━━━ Entries shown ━━━

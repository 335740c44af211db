//! User-scope artifacts under `~/.claude` and `~/.claude.json`.

use crate::agent::{load_agents, Agent};
use crate::command::{load_commands, Command};
use crate::hook::{load_hooks, Hook};
use crate::mcp::{load_mcp_settings, McpServer};
use crate::parsed::Parsed;
use crate::paths;
use crate::scope::Scope;
use std::path::Path;

pub fn user_agents(home: &Path) -> Parsed<Agent> {
    load_agents(&paths::agents_dir(home), Scope::User)
}

pub fn user_commands(home: &Path) -> Parsed<Command> {
    load_commands(&paths::commands_dir(home), Scope::User)
}

pub fn user_hooks(home: &Path) -> Parsed<Hook> {
    let settings = paths::settings_path(home);
    load_hooks(&settings, Scope::User, &paths::display_path(&settings, home))
}

/// Servers from `~/.claude/settings.json`, then the top level of `~/.claude.json`.
pub fn user_mcp(home: &Path) -> Parsed<McpServer> {
    let settings = paths::settings_path(home);
    let registry = paths::claude_json_path(home);
    let mut out = load_mcp_settings(
        &settings,
        Scope::User,
        &paths::display_path(&settings, home),
    );
    out.extend(load_mcp_settings(
        &registry,
        Scope::User,
        &paths::display_path(&registry, home),
    ));
    out
}
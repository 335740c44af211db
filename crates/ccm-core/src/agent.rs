use crate::error::Result;
use crate::frontmatter::{self, list_field, string_field};
use crate::parsed::Parsed;
use crate::scope::Scope;
use serde::Serialize;
use serde_json::{Map, Value};
use std::path::Path;

pub const DEFAULT_MODEL: &str = "inherit";

// ---------------------------------------------------------------------------
// Types
// ---------------------------------------------------------------------------

/// A subagent definition from `.claude/agents/<id>.md`.
#[derive(Debug, Clone, Serialize)]
#[serde(rename_all = "camelCase")]
pub struct Agent {
    /// File stem, used in URLs.
    pub id: String,
    pub name: String,
    pub file: String,
    pub path: String,
    pub scope: Scope,
    pub description: String,
    pub model: String,
    pub tools: Vec<String>,
    pub color: Option<String>,
    pub frontmatter: Map<String, Value>,
    /// System prompt (markdown body), trimmed.
    pub content: String,
}

// ---------------------------------------------------------------------------
// Parsing
// ---------------------------------------------------------------------------

/// Parse one agent file from its raw text.
pub fn parse_agent(path: &Path, raw: &str, scope: Scope) -> Result<Agent> {
    let doc = frontmatter::parse(raw)?;
    let id = path
        .file_stem()
        .map(|s| s.to_string_lossy().into_owned())
        .unwrap_or_default();
    let file = path
        .file_name()
        .map(|s| s.to_string_lossy().into_owned())
        .unwrap_or_default();
    let fm = doc.frontmatter;

    Ok(Agent {
        name: string_field(&fm, "name").unwrap_or_else(|| id.clone()),
        description: string_field(&fm, "description").unwrap_or_default(),
        model: string_field(&fm, "model").unwrap_or_else(|| DEFAULT_MODEL.to_string()),
        tools: list_field(&fm, "tools"),
        color: string_field(&fm, "color"),
        content: doc.body.trim().to_string(),
        id,
        file,
        path: path.display().to_string(),
        scope,
        frontmatter: fm,
    })
}

/// Read a single agent file from disk.
pub fn read_agent(path: &Path, scope: Scope) -> Result<Agent> {
    let raw = std::fs::read_to_string(path)?;
    parse_agent(path, &raw, scope)
}

/// Load every `*.md` agent directly inside `dir` (no recursion).
///
/// A missing directory yields an empty result. Files that cannot be read or
/// whose frontmatter is malformed become warnings.
pub fn load_agents(dir: &Path, scope: Scope) -> Parsed<Agent> {
    let mut out = Parsed::new();
    if !dir.is_dir() {
        return out;
    }

    let mut entries: Vec<_> = match std::fs::read_dir(dir) {
        Ok(rd) => rd.filter_map(|e| e.ok()).collect(),
        Err(e) => {
            out.skip(dir, e);
            return out;
        }
    };
    entries.sort_by_key(|e| e.file_name());

    for entry in entries {
        let path = entry.path();
        if !path.is_file() || path.extension().and_then(|e| e.to_str()) != Some("md") {
            continue;
        }
        match read_agent(&path, scope) {
            Ok(agent) => out.items.push(agent),
            Err(e) => out.skip(&path, e),
        }
    }
    out
}

// ---------------------------------------------------------------------------
// Tests
// ---------------------------------------------------------------------------
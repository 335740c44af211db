use anyhow::Result;
use std::path::{Path, PathBuf};

/// Resolve the home directory to read Claude Code configuration from.
///
/// `--home` / `CLAUDE_MANAGER_HOME` (passed in as `explicit`) wins over the
/// user's real home directory.
pub fn resolve_home(explicit: Option<&Path>) -> Result<PathBuf> {
    if let Some(p) = explicit {
        return Ok(ccm_core::paths::expand_home(
            &p.to_string_lossy(),
            &ccm_core::paths::home_dir().unwrap_or_default(),
        ));
    }
    Ok(ccm_core::paths::home_dir()?)
}
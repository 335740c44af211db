//! Hooks from `settings.json` / `settings.local.json`.
//!
//! Current Claude Code settings key hooks by lifecycle event:
//!
//! ```json
//! { "hooks": { "PreToolUse": [ { "matcher": "Bash", "hooks": [ { "type": "command", "command": "lint.sh" } ] } ] } }
//! ```
//!
//! Older files used a flat array of `{ "event", "matcher", "hooks" | "command" }`
//! entries; both are accepted.

use crate::io;
use crate::parsed::Parsed;
use crate::scope::Scope;
use serde::Serialize;
use serde_json::{Map, Value};
use std::path::Path;

pub const DEFAULT_MATCHER: &str = "*";

#[derive(Debug, Clone, PartialEq, Serialize)]
#[serde(rename_all = "camelCase")]
pub struct HookAction {
    #[serde(rename = "type")]
    pub kind: String,
    pub command: Option<String>,
    pub timeout: Option<u64>,
    pub enabled: bool,
}

/// One matcher group bound to an event.
#[derive(Debug, Clone, Serialize)]
#[serde(rename_all = "camelCase")]
pub struct Hook {
    pub event: String,
    pub matcher: String,
    /// Position of this matcher group within its event (or within the legacy array).
    pub matcher_index: usize,
    pub hooks: Vec<HookAction>,
    pub scope: Scope,
    /// Display label of the settings file, e.g. `settings.local.json`.
    pub source: String,
    pub file_path: String,
}

/// Load hooks from one settings file. A missing file is empty; invalid JSON
/// is a single warning.
pub fn load_hooks(path: &Path, scope: Scope, source: &str) -> Parsed<Hook> {
    match io::read_json(path) {
        Ok(Some(settings)) => parse_hooks(&settings, path, scope, source),
        Ok(None) => Parsed::new(),
        Err(e) => {
            let mut out = Parsed::new();
            out.skip(path, e);
            out
        }
    }
}

/// Extract hooks from an already-parsed settings document.
pub fn parse_hooks(settings: &Value, path: &Path, scope: Scope, source: &str) -> Parsed<Hook> {
    let mut out = Parsed::new();
    let Some(root) = settings.as_object() else {
        out.skip(path, "settings root must be a JSON object");
        return out;
    };
    let ctx = Ctx {
        path,
        scope,
        source,
    };

    match root.get("hooks") {
        None | Some(Value::Null) => {}
        Some(Value::Object(events)) => {
            for (event, matchers) in events {
                let Some(matchers) = matchers.as_array() else {
                    out.skip(path, format!("hooks.{event} must be an array of matchers"));
                    continue;
                };
                for (index, entry) in matchers.iter().enumerate() {
                    match entry.as_object() {
                        Some(entry) => match ctx.hook(event, index, entry) {
                            Ok(hook) => out.items.push(hook),
                            Err(msg) => out.skip(path, format!("hooks.{event}[{index}]: {msg}")),
                        },
                        None => out.skip(path, format!("hooks.{event}[{index}] must be an object")),
                    }
                }
            }
        }
        Some(Value::Array(entries)) => {
            for (index, entry) in entries.iter().enumerate() {
                let Some(entry) = entry.as_object() else {
                    out.skip(path, format!("hooks[{index}] must be an object"));
                    continue;
                };
                let Some(event) = entry.get("event").and_then(Value::as_str) else {
                    out.skip(path, format!("hooks[{index}] is missing an event name"));
                    continue;
                };
                match ctx.hook(event, index, entry) {
                    Ok(hook) => out.items.push(hook),
                    Err(msg) => out.skip(path, format!("hooks[{index}]: {msg}")),
                }
            }
        }
        Some(_) => out.skip(path, "hooks must be an object keyed by event name"),
    }
    out
}

struct Ctx<'a> {
    path: &'a Path,
    scope: Scope,
    source: &'a str,
}

impl Ctx<'_> {
    fn hook(
        &self,
        event: &str,
        index: usize,
        entry: &Map<String, Value>,
    ) -> std::result::Result<Hook, String> {
        let matcher = entry
            .get("matcher")
            .and_then(Value::as_str)
            .map(str::trim)
            .filter(|m| !m.is_empty())
            .unwrap_or(DEFAULT_MATCHER)
            .to_string();

        let hooks = match entry.get("hooks") {
            Some(Value::Array(actions)) => actions
                .iter()
                .enumerate()
                .map(|(i, a)| {
                    a.as_object()
                        .map(action)
                        .ok_or_else(|| format!("hooks[{i}] must be an object"))
                })
                .collect::<std::result::Result<Vec<_>, _>>()?,
            Some(_) => return Err("hooks must be an array".to_string()),
            None if entry.contains_key("command") => vec![action(entry)],
            None => Vec::new(),
        };

        Ok(Hook {
            event: event.to_string(),
            matcher,
            matcher_index: index,
            hooks,
            scope: self.scope,
            source: self.source.to_string(),
            file_path: self.path.display().to_string(),
        })
    }
}

fn action(obj: &Map<String, Value>) -> HookAction {
    HookAction {
        kind: obj
            .get("type")
            .and_then(Value::as_str)
            .unwrap_or("command")
            .to_string(),
        command: obj.get("command").and_then(Value::as_str).map(str::to_string),
        timeout: obj.get("timeout").and_then(Value::as_u64),
        enabled: obj.get("enabled").and_then(Value::as_bool).unwrap_or(true),
    }
}

/// Number of individual hook actions, the figure shown on project cards.
pub fn action_count(hooks: &[Hook]) -> usize {
    hooks.iter().map(|h| h.hooks.len().max(1)).sum()
}

/// Group hooks by event, keeping the order events were first seen.
pub fn group_by_event(hooks: &[Hook]) -> Vec<(String, Vec<&Hook>)> {
    let mut groups: Vec<(String, Vec<&Hook>)> = Vec::new();
    for hook in hooks {
        match groups.iter_mut().find(|(event, _)| *event == hook.event) {
            Some((_, list)) => list.push(hook),
            None => groups.push((hook.event.clone(), vec![hook])),
        }
    }
    groups
}

#[cfg(test)]
mod tests {
    use super::*;
    use serde_json::json;
    use tempfile::TempDir;

    fn parse(v: Value) -> Parsed<Hook> {
        parse_hooks(&v, Path::new("/p/.claude/settings.json"), Scope::Project, "settings.json")
    }

    #[test]
    fn parses_event_keyed_hooks() {
        let parsed = parse(json!({
            "hooks": {
                "PreToolUse": [
                    { "matcher": "Bash", "hooks": [ { "type": "command", "command": "lint.sh", "timeout": 30 } ] },
                    { "hooks": [ { "command": "audit.sh", "enabled": false } ] }
                ],
                "Stop": [ { "matcher": "", "hooks": [ { "type": "command", "command": "notify" } ] } ]
            }
        }));
        assert!(parsed.warnings.is_empty());
        assert_eq!(parsed.items.len(), 3);

        let first = &parsed.items[0];
        assert_eq!(first.event, "PreToolUse");
        assert_eq!(first.matcher, "Bash");
        assert_eq!(first.matcher_index, 0);
        assert_eq!(first.hooks[0].command.as_deref(), Some("lint.sh"));
        assert_eq!(first.hooks[0].timeout, Some(30));
        assert_eq!(first.source, "settings.json");

        let second = &parsed.items[1];
        assert_eq!(second.matcher, DEFAULT_MATCHER);
        assert_eq!(second.matcher_index, 1);
        assert_eq!(second.hooks[0].kind, "command");
        assert!(!second.hooks[0].enabled);

        assert_eq!(parsed.items[2].matcher, DEFAULT_MATCHER);
    }

    #[test]
    fn parses_legacy_array_format() {
        let parsed = parse(json!({
            "hooks": [
                { "event": "PostToolUse", "matcher": "Edit", "command": "fmt.sh" },
                { "matcher": "no-event" }
            ]
        }));
        assert_eq!(parsed.items.len(), 1);
        assert_eq!(parsed.items[0].event, "PostToolUse");
        assert_eq!(parsed.items[0].hooks[0].command.as_deref(), Some("fmt.sh"));
        assert_eq!(parsed.warnings.len(), 1);
        assert!(parsed.warnings[0].error.contains("missing an event"));
    }

    #[test]
    fn bad_entries_warn_without_dropping_good_ones() {
        let parsed = parse(json!({
            "hooks": {
                "PreToolUse": "not-an-array",
                "Stop": [ 42, { "hooks": "nope" }, { "hooks": [ { "command": "ok" } ] } ]
            }
        }));
        assert_eq!(parsed.items.len(), 1);
        assert_eq!(parsed.items[0].event, "Stop");
        assert_eq!(parsed.items[0].matcher_index, 2);
        assert_eq!(parsed.warnings.len(), 3);
    }

    #[test]
    fn missing_hooks_key_is_empty() {
        let parsed = parse(json!({ "permissions": {} }));
        assert!(parsed.items.is_empty());
        assert!(parsed.warnings.is_empty());
    }

    #[test]
    fn malformed_json_file_is_one_warning() {
        let dir = TempDir::new().unwrap();
        let path = dir.path().join("settings.json");
        std::fs::write(&path, "{ \"hooks\": { \"Stop\": [ } ").unwrap();
        let parsed = load_hooks(&path, Scope::Project, "settings.json");
        assert!(parsed.items.is_empty());
        assert_eq!(parsed.warnings.len(), 1);
        assert!(parsed.warnings[0].file.ends_with("settings.json"));
        assert!(parsed.warnings[0].error.contains("Invalid JSON"));
    }

    #[test]
    fn missing_file_is_empty() {
        let dir = TempDir::new().unwrap();
        let parsed = load_hooks(&dir.path().join("settings.json"), Scope::User, "~/.claude/settings.json");
        assert!(parsed.items.is_empty());
        assert!(parsed.warnings.is_empty());
    }

    #[test]
    fn grouping_and_counting() {
        let parsed = parse(json!({
            "hooks": {
                "Stop": [ { "hooks": [ { "command": "a" }, { "command": "b" } ] } ],
                "PreToolUse": [ { "matcher": "Bash", "hooks": [ { "command": "c" } ] } ]
            }
        }));
        assert_eq!(action_count(&parsed.items), 3);
        let groups = group_by_event(&parsed.items);
        assert_eq!(groups.len(), 2);
        assert_eq!(groups[0].0, "Stop");
    }
}
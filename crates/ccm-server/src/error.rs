use axum::http::StatusCode;
use axum::response::{IntoResponse, Response};
use ccm_core::CcmError;

/// Carries an explicit HTTP 400 through the `anyhow::Error` chain.
#[derive(Debug)]
struct BadRequestError(String);

impl std::fmt::Display for BadRequestError {
    fn fmt(&self, f: &mut std::fmt::Formatter<'_>) -> std::fmt::Result {
        write!(f, "{}", self.0)
    }
}

impl std::error::Error for BadRequestError {}

/// Carries an explicit HTTP 404 through the `anyhow::Error` chain.
#[derive(Debug)]
struct NotFoundError(String);

impl std::fmt::Display for NotFoundError {
    fn fmt(&self, f: &mut std::fmt::Formatter<'_>) -> std::fmt::Result {
        write!(f, "{}", self.0)
    }
}

impl std::error::Error for NotFoundError {}

// ---------------------------------------------------------------------------
// AppError: unified error type for HTTP responses
// ---------------------------------------------------------------------------

/// Unified error type for HTTP responses.
///
/// Every error body is `{ "success": false, "error": "..." }`; validation
/// failures add `validationErrors`.
#[derive(Debug)]
pub struct AppError(pub anyhow::Error);

impl AppError {
    pub fn bad_request(msg: impl Into<String>) -> Self {
        Self(BadRequestError(msg.into()).into())
    }

    pub fn not_found(msg: impl Into<String>) -> Self {
        Self(NotFoundError(msg.into()).into())
    }

    fn status(&self) -> StatusCode {
        if self.0.is::<BadRequestError>() {
            return StatusCode::BAD_REQUEST;
        }
        if self.0.is::<NotFoundError>() {
            return StatusCode::NOT_FOUND;
        }
        match self.0.downcast_ref::<CcmError>() {
            Some(CcmError::ProjectNotFound(_) | CcmError::ProjectMissing(_)) => {
                StatusCode::NOT_FOUND
            }
            Some(
                CcmError::InvalidAgentId(_)
                | CcmError::InvalidPath(_)
                | CcmError::Validation(_),
            ) => StatusCode::BAD_REQUEST,
            Some(CcmError::Frontmatter(_) | CcmError::InvalidJson { .. }) => {
                StatusCode::UNPROCESSABLE_ENTITY
            }
            Some(
                CcmError::HomeNotFound | CcmError::Io(_) | CcmError::Yaml(_) | CcmError::Json(_),
            )
            | None => StatusCode::INTERNAL_SERVER_ERROR,
        }
    }
}

impl IntoResponse for AppError {
    fn into_response(self) -> Response {
        let status = self.status();
        if status.is_server_error() {
            tracing::error!(error = %self.0, "request failed");
        }

        let mut body = serde_json::json!({
            "success": false,
            "error": self.0.to_string(),
        });
        if let Some(CcmError::Validation(errors)) = self.0.downcast_ref::<CcmError>() {
            body["validationErrors"] = serde_json::json!(errors);
        }
        (status, axum::Json(body)).into_response()
    }
}

impl<E> From<E> for AppError
where
    E: Into<anyhow::Error>,
{
    fn from(err: E) -> Self {
        Self(err.into())
    }
}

━━━

Problem statement
Where a line of the records above holds the word "actions", copy that line.

Solution for this task
            Some(Value::Array(actions)) => actions
/// Number of individual hook actions, the figure shown on project cards.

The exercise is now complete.